Phenotypic Differences between Wild-Type, Small Colony, and Evolved Clones.

The hypothesis above predicts that cultures derived from bacterial colonies of each state should respond differently when exposed to PYOSa. To test this, we cocultured high densities of each bacterial state (wild-type [W], small-colony [S], and evolved-state [E]) with PYOSa and determined the relative change in densities of both bacteria and phage, respectively, 108 and 107 cells and particles per mL, after 24 h exposure (Fig. 1F). Each of the three states exhibited a unique dynamic. The density of the wild-type and evolved bacteria declined, with the wild-type declining to a much greater extent than the evolved state. In contrast, the density of small-colony variant bacteria increased. PYOSa phage increased on the wild-type bacteria but declined on both the small-colony variant and the evolved-state bacteria. The decline in phage was greater on small-colony variants than on the evolved state.

Measurement of the growth rates in liquid culture of the three bacterial states confirmed the growth parameters previously inferred from colony sizes (SI Appendix, Table S4). Mutations causing a small-colony phenotype on agar also caused severe growth defects in liquid culture, while the evolved clones with secondary suppressing mutations showed partial restoration of growth rate toward wild-type levels.

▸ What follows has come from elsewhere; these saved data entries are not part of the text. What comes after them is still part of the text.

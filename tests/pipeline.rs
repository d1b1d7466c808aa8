#![cfg(unix)]

mod common;

use common::{fake_knime, sink, source, write, ACETONE, ETHANOL};
use retropath2_wrapper::{retropath2, Knime, RetCode, RunConfig, StdHydrogen};
use std::fs;
use std::path::PathBuf;
use std::time::Duration;

struct Fixture {
    _dir: tempfile::TempDir,
    config: RunConfig,
    knime: Knime,
}

fn fixture(source_inchi: &str, body: &str) -> Fixture {
    let dir = tempfile::tempdir().unwrap();
    let kinstall = dir.path().join("knime_install");
    fs::create_dir_all(&kinstall).unwrap();
    fake_knime(&kinstall, body);
    let workflow = write(dir.path(), "RetroPath2.0_r20250728.knwf", "");

    let config = RunConfig::new(
        sink(dir.path()),
        source(dir.path(), source_inchi),
        write(dir.path(), "rules.csv", "\"Rule ID\",\"Rule\"\n\"R1\",\"[C:1]>>[C:1]\"\n"),
        dir.path().join("out"),
    );
    let knime = Knime::new(&kinstall, workflow);
    Fixture { _dir: dir, config, knime }
}

#[test]
fn test_discovers_executable() {
    let f = fixture(ACETONE, "");
    assert!(f.knime.is_installed());
}

#[test]
fn test_run_ok() {
    let f = fixture(ACETONE, "echo '\"source name\",\"source inchi\"' > \"$out/source-in-sink.csv\"");

    let outcome = retropath2(&f.config, &f.knime).expect("run");
    assert_eq!(outcome.code, RetCode::Ok);

    let files = outcome.files.expect("files");
    let args = fs::read_to_string(files.outdir.join("args.txt")).unwrap();
    assert!(args.contains("-application org.knime.product.KNIME_BATCH_APPLICATION"));
    assert!(args.contains("-workflow.variable=input.max-steps,\"3\",int"));
    assert!(args.contains("-workflow.variable=input.std_mode,\"implicit\",String"));
    assert!(args.contains("-workflow.variable=output.sourceinsinkfile,\"source-in-sink.csv\",String"));
    assert!(args.contains("-preferences="));
}

#[test]
fn test_run_derived_src_in_sink() {
    let f = fixture(
        ACETONE,
        "printf '\"source name\",\"source inchi\"\\n\"target\",\"x\"\\n' > \"$out/source-in-sink.csv\"",
    );

    let outcome = retropath2(&f.config, &f.knime).expect("run");
    assert_eq!(outcome.code, RetCode::SrcInSink);
}

#[test]
fn test_run_missing_report() {
    let f = fixture(ACETONE, "exit 1");

    let outcome = retropath2(&f.config, &f.knime).expect("run");
    assert_eq!(outcome.code, RetCode::FileNotFound);
}

#[test]
fn test_gate_stops_before_knime() {
    let f = fixture(ETHANOL, "touch \"$out/called\"");

    let outcome = retropath2(&f.config, &f.knime).expect("run");
    assert_eq!(outcome.code, RetCode::SrcInSink);
    assert!(outcome.files.is_none());
    assert!(!f.config.outdir.join("called").exists());
}

#[test]
fn test_run_timeout_keeps_partial_outputs() {
    let mut f = fixture(ACETONE, "touch \"$out/partial_scope.csv\"\nsleep 5");
    f.config.timeout = Some(Duration::from_millis(500));
    f.config.params.std_hydrogen = StdHydrogen::Explicit;

    let outcome = retropath2(&f.config, &f.knime).expect("run");
    assert_eq!(outcome.code, RetCode::Timeout);
    assert!(f.config.outdir.join("partial_scope.csv").exists());
}

#[test]
fn test_missing_workflow() {
    let mut f = fixture(ACETONE, "");
    f.knime.workflow = PathBuf::from("/nonexistent/RetroPath2.0_v9.knwf");

    let outcome = retropath2(&f.config, &f.knime).expect("run");
    assert_eq!(outcome.code, RetCode::FileNotFound);
}

#[test]
fn test_malformed_source_reported_before_missing_rules() {
    let mut f = fixture("not-an-inchi", "touch \"$out/called\"");
    f.config.rules_file = f.config.outdir.with_file_name("missing_rules.csv");

    let outcome = retropath2(&f.config, &f.knime).expect("run");
    assert_eq!(outcome.code, RetCode::InChI);
    assert!(outcome.files.is_none());
}

#[test]
fn test_missing_rules() {
    let mut f = fixture(ACETONE, "touch \"$out/called\"");
    f.config.rules_file = f.config.outdir.with_file_name("missing_rules.csv");

    let outcome = retropath2(&f.config, &f.knime).expect("run");
    assert_eq!(outcome.code, RetCode::FileNotFound);
    assert!(!f.config.outdir.join("called").exists());
}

The pentapeptide crosslinks that FemA synthesizes are notably the target of lysostaphin. FemA mutants resistant to lysostaphin have previously been observed to become hypersensitive to penicillin antibiotics (32, 33). To test for evidence of these phenotypes, the minimal inhibitory concentration (MIC) of the three states were measured against lysostaphin and oxacillin (SI Appendix, Table S4). We observed that all of the strains carrying femA mutations (both small colony and evolved state) became resistant to lysostaphin and hypersensitive to oxacillin. Accordingly, the compensatory evolution from small-colony variant to evolved state does not phenotypically recreate a wild-type phenotype: wild-type and evolved are genetically and phenotypically distinct states. Since FemA is responsible for adding the second and third glycines to the interpeptide bridge, and FemB is responsible for adding the fourth and fifth residues, mutations in femA are expected to result in single-glycine bridges between the cell-wall peptides. To the degree that the femA mutants identified have different growth and susceptibility phenotypes, the cell-wall defect in strains carrying these mutations is likely not complete but rather represents a balance between full-length pentapeptide crosslinks and single-glycine crosslinks. FemA was recently reported to be essential (34), and it is notable that in our experiments no unequivocally femA null mutations were identified. Based on the number of mutants we have screened, this indicates that femA null mutants are either nonviable or are counterselected in these experiments.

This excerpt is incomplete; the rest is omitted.